In this notebook, we show how to tune the hyperparameters of a matrix factorization algorithm by utilizing **Azure Machine Learning service** ([AzureML](https://azure.microsoft.com/en-us/services/machine-learning-service/)) in the context of movie recommendations. To use AzureML you will need an Azure subscription.

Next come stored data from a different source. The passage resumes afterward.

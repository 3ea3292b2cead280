use crate::types::{LeagueLookupError, Player, Team};
use chrono::{DateTime, Utc};
use serde::{Deserialize, Serialize};
use std::path::Path;
use tracing::{info, warn};

/// A fantasy league: the set of teams under evaluation.
///
/// League data is read-only input to the engines; trade analysis derives new
/// roster snapshots and never mutates the league in place.
#[derive(Debug, Clone, Serialize, Deserialize)]
pub struct League {
    teams: Vec<Team>,
}

impl League {
    /// Create a league from a list of teams.
    ///
    /// Team IDs must be unique; later duplicates are dropped with a warning.
    pub fn new(teams: Vec<Team>) -> Self {
        let mut unique: Vec<Team> = Vec::with_capacity(teams.len());
        for team in teams {
            if unique.iter().any(|t| t.team_id == team.team_id) {
                warn!("Dropping duplicate team ID: {}", team.team_id);
                continue;
            }
            unique.push(team);
        }
        Self { teams: unique }
    }

    /// Get a team by ID
    pub fn team(&self, team_id: &str) -> Result<&Team, LeagueLookupError> {
        self.teams
            .iter()
            .find(|t| t.team_id == team_id)
            .ok_or_else(|| LeagueLookupError::TeamNotFound(team_id.to_string()))
    }

    /// Find a player by ID anywhere in the league
    pub fn find_player(&self, player_id: &str) -> Result<&Player, LeagueLookupError> {
        self.teams
            .iter()
            .flat_map(|t| t.roster.iter())
            .find(|p| p.player_id == player_id)
            .ok_or_else(|| LeagueLookupError::PlayerNotFound(player_id.to_string()))
    }

    /// All teams in league order
    pub fn teams(&self) -> &[Team] {
        &self.teams
    }

    /// Total number of rostered players
    pub fn player_count(&self) -> usize {
        self.teams.iter().map(|t| t.roster.len()).sum()
    }

    /// Check if the league has no teams
    pub fn is_empty(&self) -> bool {
        self.teams.is_empty()
    }

    /// Search for players by partial name match (case-insensitive)
    pub fn search_players(&self, query: &str) -> Vec<&Player> {
        let query_lower = query.to_lowercase();
        self.teams
            .iter()
            .flat_map(|t| t.roster.iter())
            .filter(|p| p.name.to_lowercase().contains(&query_lower))
            .collect()
    }
}

/// Container for league data as stored on disk (mock leagues, fixtures)
#[derive(Debug, Clone, Serialize, Deserialize)]
pub struct LeagueData {
    /// Season year (e.g., "2025")
    pub season: String,

    /// When this data was last updated
    pub last_updated: DateTime<Utc>,

    /// The league itself
    pub league: League,
}

impl LeagueData {
    /// Create a new league data container
    pub fn new(season: impl Into<String>, league: League) -> Self {
        Self { season: season.into(), last_updated: Utc::now(), league }
    }

    /// Load league data from a JSON file
    pub async fn load_from_file<P: AsRef<Path>>(file_path: P) -> anyhow::Result<Self> {
        info!("Loading league data from: {:?}", file_path.as_ref());

        let json_content = tokio::fs::read_to_string(&file_path).await?;
        let data: LeagueData = serde_json::from_str(&json_content)?;

        info!(
            "Loaded league with {} teams and {} players",
            data.league.teams().len(),
            data.league.player_count()
        );
        Ok(data)
    }
}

We use the SVD algorithm from the Surprise library.

We present the overall process of utilizing AML by demonstrating some key steps while avoiding too much detail. 

For more details about the **SVD** algorithm:
* [Surprise SVD deep-dive notebook](../02_model/surprise_svd_deep_dive.ipynb)
* [Original paper](http://papers.nips.cc/paper/3208-probabilistic-matrix-factorization.pdf)
* [Surprise homepage](https://surprise.readthedocs.io/en/stable/)
  
Regarding **AzureML**, please refer to:
* [Quickstart notebook](https://docs.microsoft.com/en-us/azure/machine-learning/service/quickstart-create-workspace-with-python)
* [Hyperdrive](https://docs.microsoft.com/en-us/azure/machine-learning/service/how-to-tune-hyperparameters)

### Prerequisite
To run this example, you will need to install [`azureml-sdk`](https://pypi.org/project/azureml-sdk/).
If you are using a [Data Science Virtual Machine (DSVM)](https://docs.microsoft.com/en-us/azure/machine-learning/service/how-to-configure-environment#dsvm) or [Azure Notebook](https://notebooks.azure.com/), `azureml-sdk` is already installed.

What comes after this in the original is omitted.